小学生の頃、誰にも聴かせるつもりもなく書いた旋律。
それが今、誰かの理解と努力で、ここまで研ぎ澄まされている。

悔しい。
でも――

(……嬉しい)

私は感情を声に滲ませないよう、低く抑えて言った。

「ふむ……なるほど、こういう感じね」

指先でタブレットを返す。
心の奥では、もう決まっていた。

――この曲は、私が歌う。

私はギターを手に取る。
弦を鳴らす――ジャァンッ!!

空気が、一気に変わる。

秋香が、唇をわずかに吊り上げた。

「……これで“少し”?」

「小学生の頃、ちょっと触っただけよ」

平坦な言葉とは裏腹に、
音は明らかに“天賦”だった。

結衣は、瞬きを忘れている。

私は一歩前に出て、静かに告げる。

「合わせましょう。
 あなたたちの音に――私の声を重ねるわ」

私の横顔だけで千秋の喉が震えそうになる。

鍵盤に触れる指先が汗ばんだ。
千秋が――最初の音を紡ぐ。

静寂を切り裂く、鋭くも繊細な旋律。
ベースが低く熱い鼓動を刻み、
ドラムが爆ぜるように追随する。

私は――息を吸い込む。

そして、解き放つ。

鋭く
深く
凄烈な歌声。

音楽室全体が――私の感情で支配された。

秋香が息を呑む。
(心臓……直撃)

結衣の全身に鳥肌が走る。
(音が……支配してくる)

千秋は――雪乃しか見えていなかった。
(お姉様……)

ドラムが叫び、ベースが唸り、
私のギターが魂を切り裂く。

千秋の指が震えながらも正確に走る。
(この音で……お姉様の背中を押せるなら……
 わたくし、指が壊れても構いません)

最後の音が、天井へ吸い込まれた。

「……っすご」

結衣が喉の震えを押さえる。

「映像とは次元が違いますわ……」

秋香が熱に濡れた声で呟く。

千秋は胸に手を当てたまま。

「雪乃さん……歌もギターも……
 完璧すぎますわ……」

「ふふ……昔、ちょっと触っただけよ」

私はクールに微笑む。

「その“ちょっと”の定義を問いただしたいですわ!!」

全員、即ツッコミ。

私は照れぬまま、静かに微笑む。

――この曲は、私の過去の傷。
でも今日は――楽しんで歌わせてもらうわ。
憂がくれた、この一日で。

その横顔の美しさに――千秋の呼吸が止まりそうになる。

私はマイクを握りながら、低くつぶやく。

「さて……始めるとするか」

「ええ。

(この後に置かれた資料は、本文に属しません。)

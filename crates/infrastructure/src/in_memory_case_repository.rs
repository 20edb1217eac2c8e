use std::cmp::Reverse;
use std::collections::HashMap;

use async_trait::async_trait;
use chrono::{DateTime, Utc};
use hsg_application::{
    CaseDocumentRepository, CaseNumberLookup, CaseRepository, IntakeRepository, NewFilingCase,
};
use hsg_core::{AppError, AppResult};
use hsg_domain::{
    CaseDocument, CaseId, CaseNumber, CasePatch, CaseStatusFilter, CaseWithIntake, DocumentId,
    FilingCase, IntakeId, IntakeRecord, IntakeSubmission,
};
use tokio::sync::RwLock;

/// In-memory intake, case and document repository for local development.
#[derive(Debug, Default)]
pub struct InMemoryCaseRepository {
    intakes: RwLock<HashMap<IntakeId, IntakeRecord>>,
    cases: RwLock<HashMap<CaseId, FilingCase>>,
    documents: RwLock<HashMap<DocumentId, CaseDocument>>,
}

impl InMemoryCaseRepository {
    /// Creates an empty in-memory repository.
    #[must_use]
    pub fn new() -> Self {
        Self::default()
    }

    async fn with_intake(&self, case: FilingCase) -> CaseWithIntake {
        let intake = self.intakes.read().await.get(&case.intake_id).cloned();
        CaseWithIntake { case, intake }
    }
}

#[async_trait]
impl IntakeRepository for InMemoryCaseRepository {
    async fn create_intake(
        &self,
        submission: &IntakeSubmission,
        created_at: DateTime<Utc>,
    ) -> AppResult<IntakeRecord> {
        let record = IntakeRecord {
            id: IntakeId::new(),
            created_at,
            name: submission.name().to_owned(),
            email: submission.email().as_str().to_owned(),
            phone: submission.phone().to_owned(),
            business_stage: submission.business_stage().to_owned(),
            service_needed: submission.service_needed().to_owned(),
            message: submission.message().map(str::to_owned),
        };

        self.intakes.write().await.insert(record.id, record.clone());
        Ok(record)
    }
}

#[async_trait]
impl CaseRepository for InMemoryCaseRepository {
    async fn create_case(&self, case: NewFilingCase) -> AppResult<FilingCase> {
        let mut cases = self.cases.write().await;

        if cases
            .values()
            .any(|existing| existing.case_number == case.case_number)
        {
            return Err(AppError::Conflict(format!(
                "case number '{}' already exists",
                case.case_number
            )));
        }

        let stored = FilingCase {
            id: CaseId::new(),
            created_at: case.created_at,
            updated_at: case.created_at,
            intake_id: case.intake_id,
            case_number: case.case_number,
            status: case.status,
            assigned_to: None,
            due_date: None,
            notes: None,
        };
        cases.insert(stored.id, stored.clone());

        Ok(stored)
    }

    async fn find_case(&self, case_id: CaseId) -> AppResult<Option<CaseWithIntake>> {
        let case = self.cases.read().await.get(&case_id).cloned();
        match case {
            Some(case) => Ok(Some(self.with_intake(case).await)),
            None => Ok(None),
        }
    }

    async fn list_cases(&self, filter: CaseStatusFilter) -> AppResult<Vec<CaseWithIntake>> {
        let mut cases: Vec<FilingCase> = self
            .cases
            .read()
            .await
            .values()
            .filter(|case| filter.matches(case.status))
            .cloned()
            .collect();
        cases.sort_by_key(|case| Reverse(case.created_at));

        let mut joined = Vec::with_capacity(cases.len());
        for case in cases {
            joined.push(self.with_intake(case).await);
        }

        Ok(joined)
    }

    async fn update_case(
        &self,
        case_id: CaseId,
        patch: &CasePatch,
        updated_at: DateTime<Utc>,
    ) -> AppResult<Option<CaseWithIntake>> {
        let updated = {
            let mut cases = self.cases.write().await;
            cases.get_mut(&case_id).map(|case| {
                patch.apply_to(case);
                case.updated_at = updated_at;
                case.clone()
            })
        };

        match updated {
            Some(case) => Ok(Some(self.with_intake(case).await)),
            None => Ok(None),
        }
    }
}

#[async_trait]
impl CaseNumberLookup for InMemoryCaseRepository {
    async fn case_number_exists(&self, case_number: &CaseNumber) -> AppResult<bool> {
        Ok(self
            .cases
            .read()
            .await
            .values()
            .any(|case| &case.case_number == case_number))
    }
}

#[async_trait]
impl CaseDocumentRepository for InMemoryCaseRepository {
    async fn create_document(&self, document: CaseDocument) -> AppResult<CaseDocument> {
        let mut documents = self.documents.write().await;
        if documents.contains_key(&document.id) {
            return Err(AppError::Conflict(format!(
                "document '{}' already exists",
                document.id
            )));
        }

        documents.insert(document.id, document.clone());
        Ok(document)
    }

    async fn list_documents(&self, case_id: CaseId) -> AppResult<Vec<CaseDocument>> {
        let mut documents: Vec<CaseDocument> = self
            .documents
            .read()
            .await
            .values()
            .filter(|document| document.case_id == case_id)
            .cloned()
            .collect();
        documents.sort_by_key(|document| Reverse(document.uploaded_at));

        Ok(documents)
    }

    async fn find_document(
        &self,
        case_id: CaseId,
        document_id: DocumentId,
    ) -> AppResult<Option<CaseDocument>> {
        Ok(self
            .documents
            .read()
            .await
            .get(&document_id)
            .filter(|document| document.case_id == case_id)
            .cloned())
    }

    async fn delete_document(&self, document_id: DocumentId) -> AppResult<bool> {
        Ok(self.documents.write().await.remove(&document_id).is_some())
    }
}
use super::*;

const CASE_WITH_INTAKE_SELECT: &str = r#"
    SELECT
        c.id, c.created_at, c.updated_at, c.intake_id, c.case_number, c.status,
        c.assigned_to, c.due_date, c.notes,
        i.created_at AS intake_created_at,
        i.name AS intake_name,
        i.email AS intake_email,
        i.phone AS intake_phone,
        i.business_stage AS intake_business_stage,
        i.service_needed AS intake_service_needed,
        i.message AS intake_message
    FROM filing_cases c
    LEFT JOIN intake_submissions i ON i.id = c.intake_id
"#;

impl PostgresCaseRepository {
    pub(super) async fn create_case_impl(&self, case: NewFilingCase) -> AppResult<FilingCase> {
        let row = sqlx::query_as::<_, CaseRow>(
            r#"
            INSERT INTO filing_cases (id, created_at, updated_at, intake_id, case_number, status)
            VALUES ($1, $2, $2, $3, $4, $5)
            RETURNING id, created_at, updated_at, intake_id, case_number, status,
                      assigned_to, due_date, notes
            "#,
        )
        .bind(CaseId::new().as_uuid())
        .bind(case.created_at)
        .bind(case.intake_id.as_uuid())
        .bind(case.case_number.as_str())
        .bind(case.status.as_str())
        .fetch_one(&self.pool)
        .await
        .map_err(|error| {
            conflict_or_internal(
                error,
                "insert filing case",
                &format!("case number '{}' already exists", case.case_number),
            )
        })?;

        FilingCase::try_from(row)
    }

    pub(super) async fn find_case_impl(
        &self,
        case_id: CaseId,
    ) -> AppResult<Option<CaseWithIntake>> {
        let query = format!("{CASE_WITH_INTAKE_SELECT} WHERE c.id = $1 LIMIT 1");
        let row = sqlx::query_as::<_, CaseWithIntakeRow>(&query)
            .bind(case_id.as_uuid())
            .fetch_optional(&self.pool)
            .await
            .map_err(|error| AppError::Internal(format!("failed to find case: {error}")))?;

        row.map(CaseWithIntake::try_from).transpose()
    }

    pub(super) async fn list_cases_impl(
        &self,
        filter: CaseStatusFilter,
    ) -> AppResult<Vec<CaseWithIntake>> {
        let status = match filter {
            CaseStatusFilter::All => None,
            CaseStatusFilter::Only(status) => Some(status.as_str()),
        };
        let query = format!(
            "{CASE_WITH_INTAKE_SELECT} WHERE ($1::TEXT IS NULL OR c.status = $1) \
             ORDER BY c.created_at DESC"
        );

        let rows = sqlx::query_as::<_, CaseWithIntakeRow>(&query)
            .bind(status)
            .fetch_all(&self.pool)
            .await
            .map_err(|error| AppError::Internal(format!("failed to list cases: {error}")))?;

        rows.into_iter().map(CaseWithIntake::try_from).collect()
    }

    pub(super) async fn update_case_impl(
        &self,
        case_id: CaseId,
        patch: &CasePatch,
        updated_at: DateTime<Utc>,
    ) -> AppResult<Option<CaseWithIntake>> {
        let mut transaction = self.pool.begin().await.map_err(|error| {
            AppError::Internal(format!("failed to start case update transaction: {error}"))
        })?;

        let row = sqlx::query_as::<_, CaseRow>(
            r#"
            SELECT id, created_at, updated_at, intake_id, case_number, status,
                   assigned_to, due_date, notes
            FROM filing_cases
            WHERE id = $1
            FOR UPDATE
            "#,
        )
        .bind(case_id.as_uuid())
        .fetch_optional(&mut *transaction)
        .await
        .map_err(|error| AppError::Internal(format!("failed to lock case: {error}")))?;

        let Some(row) = row else {
            return Ok(None);
        };

        let mut case = FilingCase::try_from(row)?;
        patch.apply_to(&mut case);

        sqlx::query(
            r#"
            UPDATE filing_cases
            SET status = $2, assigned_to = $3, due_date = $4, notes = $5, updated_at = $6
            WHERE id = $1
            "#,
        )
        .bind(case_id.as_uuid())
        .bind(case.status.as_str())
        .bind(case.assigned_to.as_deref())
        .bind(case.due_date)
        .bind(case.notes.as_deref())
        .bind(updated_at)
        .execute(&mut *transaction)
        .await
        .map_err(|error| AppError::Internal(format!("failed to update case: {error}")))?;

        transaction.commit().await.map_err(|error| {
            AppError::Internal(format!("failed to commit case update: {error}"))
        })?;

        self.find_case_impl(case_id).await
    }

    pub(super) async fn case_number_exists_impl(
        &self,
        case_number: &CaseNumber,
    ) -> AppResult<bool> {
        sqlx::query_scalar::<_, bool>(
            r#"
            SELECT EXISTS (SELECT 1 FROM filing_cases WHERE case_number = $1)
            "#,
        )
        .bind(case_number.as_str())
        .fetch_one(&self.pool)
        .await
        .map_err(|error| AppError::Internal(format!("failed to look up case number: {error}")))
    }
}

必ず成功させましょう、お姉様」

千秋は揺るぎなき眼差しで応えた。

結衣が少し首をかしげて訊く。

「ねえ……この曲、憂、知ってたの?」

私は軽く肩をすくめ、少しだけ笑みを浮かべる。
視線をほんの一瞬だけ逸らし、指先に力を入れ直す。

「ちょっとね……」

言葉少なに、ごまかすように答えた。
胸の奥では複雑な感情が渦巻いていた。
――この曲が、かつて私の手から離れ、他人の手で広まったこと。
悔しさと苛立ちが混ざるけれど、表に出せば、この一日の空気まで壊してしまう。
だから、いつものクールな仮面をかぶり、言葉少なにごまかす。

――それでも、音楽室に満ちる旋律の中で、何かが浄化される気もした。
曲に感情を込めることで、過去のもやもやも整理され、
そして今――文化祭で歌う覚悟も、胸の奥で少しずつ固まっていく。

――音より強い絆が、確かにそこに生まれた。